Moreover, for people of similar backgrounds with similar language learning interests, Keelegrupp is a platform for discussing major problems they face. For instance, for Russian speakers, this is also a venue for discussing the infamous Estonian language state exam and to prepare for it; recent immigrants can learn from the experience of others to find solutions for some bureaucratic difficulties they encounter when, for instance, applying for the Estonian residence permit; and Estonians studying Russian can learn about the best Russian language courses from each other. In other words, not only does the language club provide a venue for language socialization for at least two groups, it also facilitates in-group exchange of experience pertaining to relevant issues they may repeatedly encounter.

In addition to the Facebook group as a platform for organizing meetings, Keelegrupp also uses Facebook messenger as a platform for the so-called Keelegrupi aktiiv (“language group active participants”)a body of active participants who are present at every meeting, take care of integrating newcomers, and make important decisions related to the group. At the time of writing this article, the chat consisted of 30 people, including myself. There are no particular criteria for becoming a member of the chat; rather, its members tend to invite those new participants who keep attending the meetings, express interest in organizing them and offer related initiatives. In the chat, we discuss places for new meetings, advertisements, new activities to undertake at the language group meetings and additional activities outside of regular meetings. The existence of the chat guarantees the sustainability of the group due maintaining to a body of active members, as they can secure taking care of the Keelegrupp initiative even if its founder(s) move on or step down.

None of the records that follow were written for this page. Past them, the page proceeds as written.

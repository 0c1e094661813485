use clap::{Parser, Subcommand};

use self::{recommend::RecommendArg, sample::SampleArg};

mod recommend;
mod sample;

#[derive(Debug, Clone, Parser)]
#[command(author, version, about, long_about = None)]
pub struct CommandArgs {
    #[command(subcommand)]
    mode: Mode,
}

#[derive(Debug, Clone, Subcommand)]
enum Mode {
    /// Recommend exercises for a learner using a genetic algorithm
    Recommend(#[clap(flatten)] RecommendArg),
    /// Write an example request file
    Sample(#[clap(flatten)] SampleArg),
}

pub fn run() -> anyhow::Result<()> {
    let args = CommandArgs::parse();
    match args.mode {
        Mode::Recommend(arg) => recommend::run(&arg)?,
        Mode::Sample(arg) => sample::run(&arg)?,
    }
    Ok(())
}
//! Multi-criteria fitness of a candidate exercise bundle.
//!
//! Each individual is scored on three criteria, each in `[0, 1]`:
//!
//! - **Weakness**: total profile severity of the individual's exercises, divided by the
//!   largest total any `num_exercises` distinct active exercises could reach. When that
//!   maximum is zero (empty profile, or no catalog skill overlaps the profile) the score is
//!   the neutral constant [`NEUTRAL_WEAKNESS_SCORE`], so selection pressure comes from the
//!   other two criteria only.
//! - **Diversity**: distinct skill tags divided by `num_exercises`.
//! - **Difficulty**: mean per-exercise affinity between the exercise's difficulty and the
//!   [`SeverityBand`] of its skill.
//!
//! The combined fitness is `0.7·weakness + 0.2·diversity + 0.1·difficulty`, clamped to
//! `[0, 1]`. Evaluation is a pure function of the genes, catalog and profile.

use std::collections::BTreeSet;

use exreco_catalog::{Difficulty, ExerciseCatalog, ExerciseId, WeaknessProfile};
use serde::Serialize;

pub const WEAKNESS_WEIGHT: f32 = 0.7;
pub const DIVERSITY_WEIGHT: f32 = 0.2;
pub const DIFFICULTY_WEIGHT: f32 = 0.1;

/// Weakness score used when the profile carries no usable severity.
pub const NEUTRAL_WEAKNESS_SCORE: f32 = 0.5;

/// Per-criterion fitness breakdown of an individual.
#[derive(Debug, Clone, Copy, PartialEq, Serialize)]
pub struct FitnessComponents {
    pub weakness: f32,
    pub diversity: f32,
    pub difficulty: f32,
    pub combined: f32,
}

impl FitnessComponents {
    #[must_use]
    pub fn new(weakness: f32, diversity: f32, difficulty: f32) -> Self {
        let combined = (WEAKNESS_WEIGHT * weakness
            + DIVERSITY_WEIGHT * diversity
            + DIFFICULTY_WEIGHT * difficulty)
            .clamp(0.0, 1.0);
        Self {
            weakness,
            diversity,
            difficulty,
            combined,
        }
    }
}

/// How weak the learner is in a skill, bucketed for difficulty matching.
#[derive(Debug, Clone, Copy, PartialEq, Eq)]
pub enum SeverityBand {
    /// Severity below 1/3: the learner copes, harder work pays off.
    Low,
    Moderate,
    /// Severity of 2/3 or more: start from easier material.
    High,
}

impl SeverityBand {
    #[must_use]
    pub fn from_severity(severity: f32) -> Self {
        if severity >= 2.0 / 3.0 {
            Self::High
        } else if severity >= 1.0 / 3.0 {
            Self::Moderate
        } else {
            Self::Low
        }
    }

    /// Returns how well `difficulty` suits this band, in `[0, 1]`.
    #[must_use]
    pub const fn affinity(self, difficulty: Difficulty) -> f32 {
        match (self, difficulty) {
            (Self::High, Difficulty::Easy)
            | (Self::Moderate, Difficulty::Medium)
            | (Self::Low, Difficulty::Hard) => 1.0,
            (Self::High | Self::Low, Difficulty::Medium) => 0.9,
            (Self::Moderate, Difficulty::Hard) => 0.7,
            (Self::Moderate, Difficulty::Easy) => 0.6,
            (Self::High, Difficulty::Hard) | (Self::Low, Difficulty::Easy) => 0.3,
        }
    }
}

/// Scores individuals against one catalog and profile.
#[derive(Debug, Clone)]
pub struct FitnessEvaluator<'a> {
    catalog: &'a ExerciseCatalog,
    profile: &'a WeaknessProfile,
    num_exercises: usize,
    max_weakness_sum: f32,
}

impl<'a> FitnessEvaluator<'a> {
    #[must_use]
    pub fn new(
        catalog: &'a ExerciseCatalog,
        profile: &'a WeaknessProfile,
        num_exercises: usize,
    ) -> Self {
        let mut severities = catalog
            .active()
            .map(|e| profile.severity(&e.skill))
            .collect::<Vec<_>>();
        severities.sort_by(|a, b| b.total_cmp(a));
        let max_weakness_sum = severities.iter().take(num_exercises).sum();
        Self {
            catalog,
            profile,
            num_exercises,
            max_weakness_sum,
        }
    }

    /// Returns `true` when weakness scoring falls back to the neutral constant.
    #[must_use]
    pub fn is_weakness_neutral(&self) -> bool {
        self.max_weakness_sum <= 0.0
    }

    #[expect(clippy::cast_precision_loss)]
    #[must_use]
    pub fn evaluate(&self, genes: &[ExerciseId]) -> FitnessComponents {
        // Sum in id order so that permutations of a gene set score bit-identically.
        let mut exercises = genes
            .iter()
            .filter_map(|id| self.catalog.get(*id))
            .collect::<Vec<_>>();
        exercises.sort_by_key(|e| e.id);
        if exercises.is_empty() || self.num_exercises == 0 {
            return FitnessComponents::new(0.0, 0.0, 0.0);
        }

        let weakness = if self.is_weakness_neutral() {
            NEUTRAL_WEAKNESS_SCORE
        } else {
            let sum = exercises
                .iter()
                .map(|e| self.profile.severity(&e.skill))
                .sum::<f32>();
            (sum / self.max_weakness_sum).clamp(0.0, 1.0)
        };

        let skills = exercises.iter().map(|e| &e.skill).collect::<BTreeSet<_>>();
        let diversity = (skills.len() as f32 / self.num_exercises as f32).clamp(0.0, 1.0);

        let difficulty = exercises
            .iter()
            .map(|e| {
                SeverityBand::from_severity(self.profile.severity(&e.skill)).affinity(e.difficulty)
            })
            .sum::<f32>()
            / exercises.len() as f32;

        FitnessComponents::new(weakness, diversity, difficulty)
    }
}

#[cfg(test)]
mod tests {
    use exreco_catalog::Exercise;

    use super::*;

    fn catalog() -> ExerciseCatalog {
        ExerciseCatalog::new(vec![
            Exercise::new(1, "algebra", Difficulty::Easy),
            Exercise::new(2, "algebra", Difficulty::Medium),
            Exercise::new(3, "algebra", Difficulty::Hard),
            Exercise::new(4, "geometry", Difficulty::Easy),
            Exercise::new(5, "geometry", Difficulty::Medium),
            Exercise::new(6, "reading", Difficulty::Hard),
        ])
        .unwrap()
    }

    fn ids(raw: &[u32]) -> Vec<ExerciseId> {
        raw.iter().copied().map(ExerciseId).collect()
    }

    #[test]
    fn test_weakness_prefers_weak_skill() {
        let catalog = catalog();
        let profile = WeaknessProfile::new([("algebra", 1.0), ("geometry", 0.0)]).unwrap();
        let evaluator = FitnessEvaluator::new(&catalog, &profile, 3);

        let all_algebra = evaluator.evaluate(&ids(&[1, 2, 3]));
        let no_algebra = evaluator.evaluate(&ids(&[4, 5, 6]));
        assert!(all_algebra.weakness > no_algebra.weakness);
        assert_eq!(all_algebra.weakness, 1.0);
        assert_eq!(no_algebra.weakness, 0.0);
    }

    #[test]
    fn test_diversity_counts_distinct_skills() {
        let catalog = catalog();
        let profile = WeaknessProfile::default();
        let evaluator = FitnessEvaluator::new(&catalog, &profile, 3);
        let mixed = evaluator.evaluate(&ids(&[1, 4, 6]));
        let uniform = evaluator.evaluate(&ids(&[1, 2, 3]));
        assert_eq!(mixed.diversity, 1.0);
        assert!((uniform.diversity - 1.0 / 3.0).abs() < 1e-6);
    }

    #[test]
    fn test_empty_profile_uses_neutral_weakness() {
        let catalog = catalog();
        let profile = WeaknessProfile::default();
        let evaluator = FitnessEvaluator::new(&catalog, &profile, 2);
        assert!(evaluator.is_weakness_neutral());
        let fitness = evaluator.evaluate(&ids(&[1, 4]));
        assert_eq!(fitness.weakness, NEUTRAL_WEAKNESS_SCORE);
    }

    #[test]
    fn test_difficulty_follows_severity_band() {
        let catalog = catalog();
        let profile = WeaknessProfile::new([("algebra", 0.9)]).unwrap();
        let evaluator = FitnessEvaluator::new(&catalog, &profile, 1);
        let easy = evaluator.evaluate(&ids(&[1]));
        let hard = evaluator.evaluate(&ids(&[3]));
        assert!(easy.difficulty > hard.difficulty);

        // reading is absent from the profile, so hard work suits it best
        let reading_hard = evaluator.evaluate(&ids(&[6]));
        assert_eq!(reading_hard.difficulty, 1.0);
    }

    #[test]
    fn test_band_table() {
        assert_eq!(SeverityBand::from_severity(1.0), SeverityBand::High);
        assert_eq!(SeverityBand::from_severity(0.5), SeverityBand::Moderate);
        assert_eq!(SeverityBand::from_severity(0.0), SeverityBand::Low);
        for band in [SeverityBand::Low, SeverityBand::Moderate, SeverityBand::High] {
            let best = Difficulty::ALL
                .iter()
                .map(|d| band.affinity(*d))
                .fold(0.0, f32::max);
            assert_eq!(best, 1.0);
            for d in Difficulty::ALL {
                assert!((0.0..=1.0).contains(&band.affinity(d)));
            }
        }
        let high = SeverityBand::High;
        let low = SeverityBand::Low;
        assert!(high.affinity(Difficulty::Easy) > high.affinity(Difficulty::Hard));
        assert!(low.affinity(Difficulty::Hard) > low.affinity(Difficulty::Easy));
    }

    #[test]
    fn test_combined_is_weighted_and_deterministic() {
        let catalog = catalog();
        let profile = WeaknessProfile::new([("algebra", 0.7), ("reading", 0.2)]).unwrap();
        let evaluator = FitnessEvaluator::new(&catalog, &profile, 3);
        let genes = ids(&[2, 5, 6]);
        let a = evaluator.evaluate(&genes);
        let b = evaluator.evaluate(&genes);
        assert_eq!(a, b);
        let expected = 0.7 * a.weakness + 0.2 * a.diversity + 0.1 * a.difficulty;
        assert!((a.combined - expected).abs() < 1e-6);
        assert!((0.0..=1.0).contains(&a.combined));
    }
}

One of the most important decisions that the Keelegrupi aktiiv must regularly make is the question of venue. Since 2012, the weekly Monday meetings at 18:15 in Tallinn have been stable (except for summers, when people are on holiday, and during the Corona pandemic); however, the venues have changed a lot, mostly including cafés, bars, and restaurants (e.g. Reval Café, St Patrick’s, Cultural Club Kelm, Kuku Club, Levist Väljas). The rule of thumb has been to choose a place which does not charge a fee and agrees to host the language group participants if they buy something. However, in the end, many places did not find it feasible to have several tables occupied with visitors who only buy tea or coffee, if they buy anything at all, and asked the group to find a new venue. In time, some meeting places also closed temporarily for renovation or permanently, which required the group to look for a new place.

The proportion of Russian, Estonian, and other language speakers varies from one meeting to another. Keelegrupi aktiiv makes certain that the primary aim of Russian-Estonian exchange is preserved and that there is at least one native Russian and one native Estonian speaker at every meeting to ensure that people have an opportunity to practice both languages.

The Keelegrupi aktiiv members also regulate the general balance of different language speakers by publishing targeted articles about Keelegrupp in Estonian and Russian mass media. For instance, after an article titled “Estonian-Russian Language Group Looks for Estonian Speakers” appeared in the Estonian newspaper Müürileht (2017), many Estonian speakers joined. In the meantime, advertisement of the group in Russian media (Privalova Reference Privalova2015) brought dozens of Russian-speaking participants and cost the group another venue, as the pub which had been hosting the group refused to receive so many people buying so little. The immediate interest towards the group after each publication, however, subsides naturally, and the high influx of participants decreases at the following meetings. Other publications also appeared in Estonian media and even in a Finnish newspaper, Helsingin Sanomat (Kunnas Reference Kunnas2016), sparking interest in such meetings and the creation of other language clubs.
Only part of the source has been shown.